- **What you need to do**
Write out all of the entries exactly, please.

[Stored data]

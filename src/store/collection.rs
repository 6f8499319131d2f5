//! In-memory record collection shared by the store backends.
//!
//! Writes are split into a check step (`prepare_*`) that reads the current
//! state and enforces the unique indexes, and a `commit_*` step that applies
//! the change. Backends hold the write lock across both so the uniqueness
//! check and the write are atomic.

use std::collections::HashMap;

use uuid::Uuid;

use super::errors::{StoreError, StoreResult};
use crate::query::InternFilter;
use crate::schema::Intern;

#[derive(Debug, Clone)]
struct Entry {
    /// Insertion order, used to break creation-time ties
    seq: u64,
    intern: Intern,
}

#[derive(Debug, Default)]
pub(crate) struct Collection {
    next_seq: u64,
    records: HashMap<Uuid, Entry>,
    /// Unique index: email -> id
    emails: HashMap<String, Uuid>,
}

impl Collection {
    pub fn new() -> Self {
        Self::default()
    }

    pub fn len(&self) -> usize {
        self.records.len()
    }

    pub fn get(&self, id: &Uuid) -> Option<&Intern> {
        self.records.get(id).map(|e| &e.intern)
    }

    /// Matching records, newest first, after skipping `skip` and taking at
    /// most `limit`.
    pub fn find(&self, filter: &InternFilter, skip: u64, limit: u64) -> Vec<Intern> {
        let mut hits: Vec<&Entry> = self
            .records
            .values()
            .filter(|e| filter.matches(&e.intern))
            .collect();

        hits.sort_by(|a, b| {
            b.intern
                .created_at
                .cmp(&a.intern.created_at)
                .then_with(|| b.seq.cmp(&a.seq))
        });

        hits.into_iter()
            .skip(usize::try_from(skip).unwrap_or(usize::MAX))
            .take(usize::try_from(limit).unwrap_or(usize::MAX))
            .map(|e| e.intern.clone())
            .collect()
    }

    pub fn count(&self, filter: &InternFilter) -> u64 {
        self.records
            .values()
            .filter(|e| filter.matches(&e.intern))
            .count() as u64
    }

    /// Checks `intern` against the unique indexes
    pub fn prepare_insert(&self, intern: &Intern) -> StoreResult<()> {
        if self.records.contains_key(&intern.id) {
            return Err(StoreError::duplicate("id"));
        }
        if self.emails.contains_key(&intern.email) {
            return Err(StoreError::duplicate("email"));
        }
        Ok(())
    }

    pub fn commit_insert(&mut self, intern: Intern) {
        let seq = self.next_seq;
        self.next_seq += 1;
        self.emails.insert(intern.email.clone(), intern.id);
        self.records.insert(intern.id, Entry { seq, intern });
    }

    /// Produces the updated record without storing it.
    ///
    /// Returns `Ok(None)` if no record has `id`. The id is restored after
    /// `apply` runs, so a mutation can never re-key a record.
    pub fn prepare_update(
        &self,
        id: &Uuid,
        apply: &dyn Fn(&mut Intern),
    ) -> StoreResult<Option<Intern>> {
        let Some(entry) = self.records.get(id) else {
            return Ok(None);
        };

        let mut updated = entry.intern.clone();
        apply(&mut updated);
        updated.id = *id;

        match self.emails.get(&updated.email) {
            Some(owner) if owner != id => Err(StoreError::duplicate("email")),
            _ => Ok(Some(updated)),
        }
    }

    pub fn commit_update(&mut self, updated: Intern) {
        let Some(entry) = self.records.get_mut(&updated.id) else {
            return;
        };
        if entry.intern.email != updated.email {
            self.emails.remove(&entry.intern.email);
            self.emails.insert(updated.email.clone(), updated.id);
        }
        entry.intern = updated;
    }

    pub fn commit_delete(&mut self, id: &Uuid) -> Option<Intern> {
        let entry = self.records.remove(id)?;
        self.emails.remove(&entry.intern.email);
        Some(entry.intern)
    }
}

- **Solution**
filename src/store/collection.rs
repository 6f8499319131d2f5
//! In-memory record collection shared by the store backends.
//!
//! Writes are split into a check step (`prepare_*`) that reads the current
//! state and enforces the unique indexes, and a `commit_*` step that applies
//! the change. Backends hold the write lock across both so the uniqueness
//! check and the write are atomic.

use std::collections::HashMap;

use uuid::Uuid;

use super::errors::{StoreError, StoreResult};
use crate::query::InternFilter;
use crate::schema::Intern;

#[derive(Debug, Clone)]
struct Entry {
    /// Insertion order, used to break creation-time ties
    seq: u64,
    intern: Intern,
}

#[derive(Debug, Default)]
pub(crate) struct Collection {
    next_seq: u64,
    records: HashMap<Uuid, Entry>,
    /// Unique index: email -> id
    emails: HashMap<String, Uuid>,
}

impl Collection {
    pub fn new() -> Self {
        Self::default()
    }

    pub fn len(&self) -> usize {
        self.records.len()
    }

    pub fn get(&self, id: &Uuid) -> Option<&Intern> {
        self.records.get(id).map(|e| &e.intern)
    }

    /// Matching records, newest first, after skipping `skip` and taking at
    /// most `limit`.
    pub fn find(&self, filter: &InternFilter, skip: u64, limit: u64) -> Vec<Intern> {
        let mut hits: Vec<&Entry> = self
            .records
            .values()
            .filter(|e| filter.matches(&e.intern))
            .collect();

        hits.sort_by(|a, b| {
            b.intern
                .created_at
                .cmp(&a.intern.created_at)
                .then_with(|| b.seq.cmp(&a.seq))
        });

        hits.into_iter()
            .skip(usize::try_from(skip).unwrap_or(usize::MAX))
            .take(usize::try_from(limit).unwrap_or(usize::MAX))
            .map(|e| e.intern.clone())
            .collect()
    }

    pub fn count(&self, filter: &InternFilter) -> u64 {
        self.records
            .values()
            .filter(|e| filter.matches(&e.intern))
            .count() as u64
    }

    /// Checks `intern` against the unique indexes
    pub fn prepare_insert(&self, intern: &Intern) -> StoreResult<()> {
        if self.records.contains_key(&intern.id) {
            return Err(StoreError::duplicate("id"));
        }
        if self.emails.contains_key(&intern.email) {
            return Err(StoreError::duplicate("email"));
        }
        Ok(())
    }

    pub fn commit_insert(&mut self, intern: Intern) {
        let seq = self.next_seq;
        self.next_seq += 1;
        self.emails.insert(intern.email.clone(), intern.id);
        self.records.insert(intern.id, Entry { seq, intern });
    }

    /// Produces the updated record without storing it.
    ///
    /// Returns `Ok(None)` if no record has `id`. The id is restored after
    /// `apply` runs, so a mutation can never re-key a record.
    pub fn prepare_update(
        &self,
        id: &Uuid,
        apply: &dyn Fn(&mut Intern),
    ) -> StoreResult<Option<Intern>> {
        let Some(entry) = self.records.get(id) else {
            return Ok(None);
        };

        let mut updated = entry.intern.clone();
        apply(&mut updated);
        updated.id = *id;

        match self.emails.get(&updated.email) {
            Some(owner) if owner != id => Err(StoreError::duplicate("email")),
            _ => Ok(Some(updated)),
        }
    }

    pub fn commit_update(&mut self, updated: Intern) {
        let Some(entry) = self.records.get_mut(&updated.id) else {
            return;
        };
        if entry.intern.email != updated.email {
            self.emails.remove(&entry.intern.email);
            self.emails.insert(updated.email.clone(), updated.id);
        }
        entry.intern = updated;
    }

    pub fn commit_delete(&mut self, id: &Uuid) -> Option<Intern> {
        let entry = self.records.remove(id)?;
        self.emails.remove(&entry.intern.email);
        Some(entry.intern)
    }
}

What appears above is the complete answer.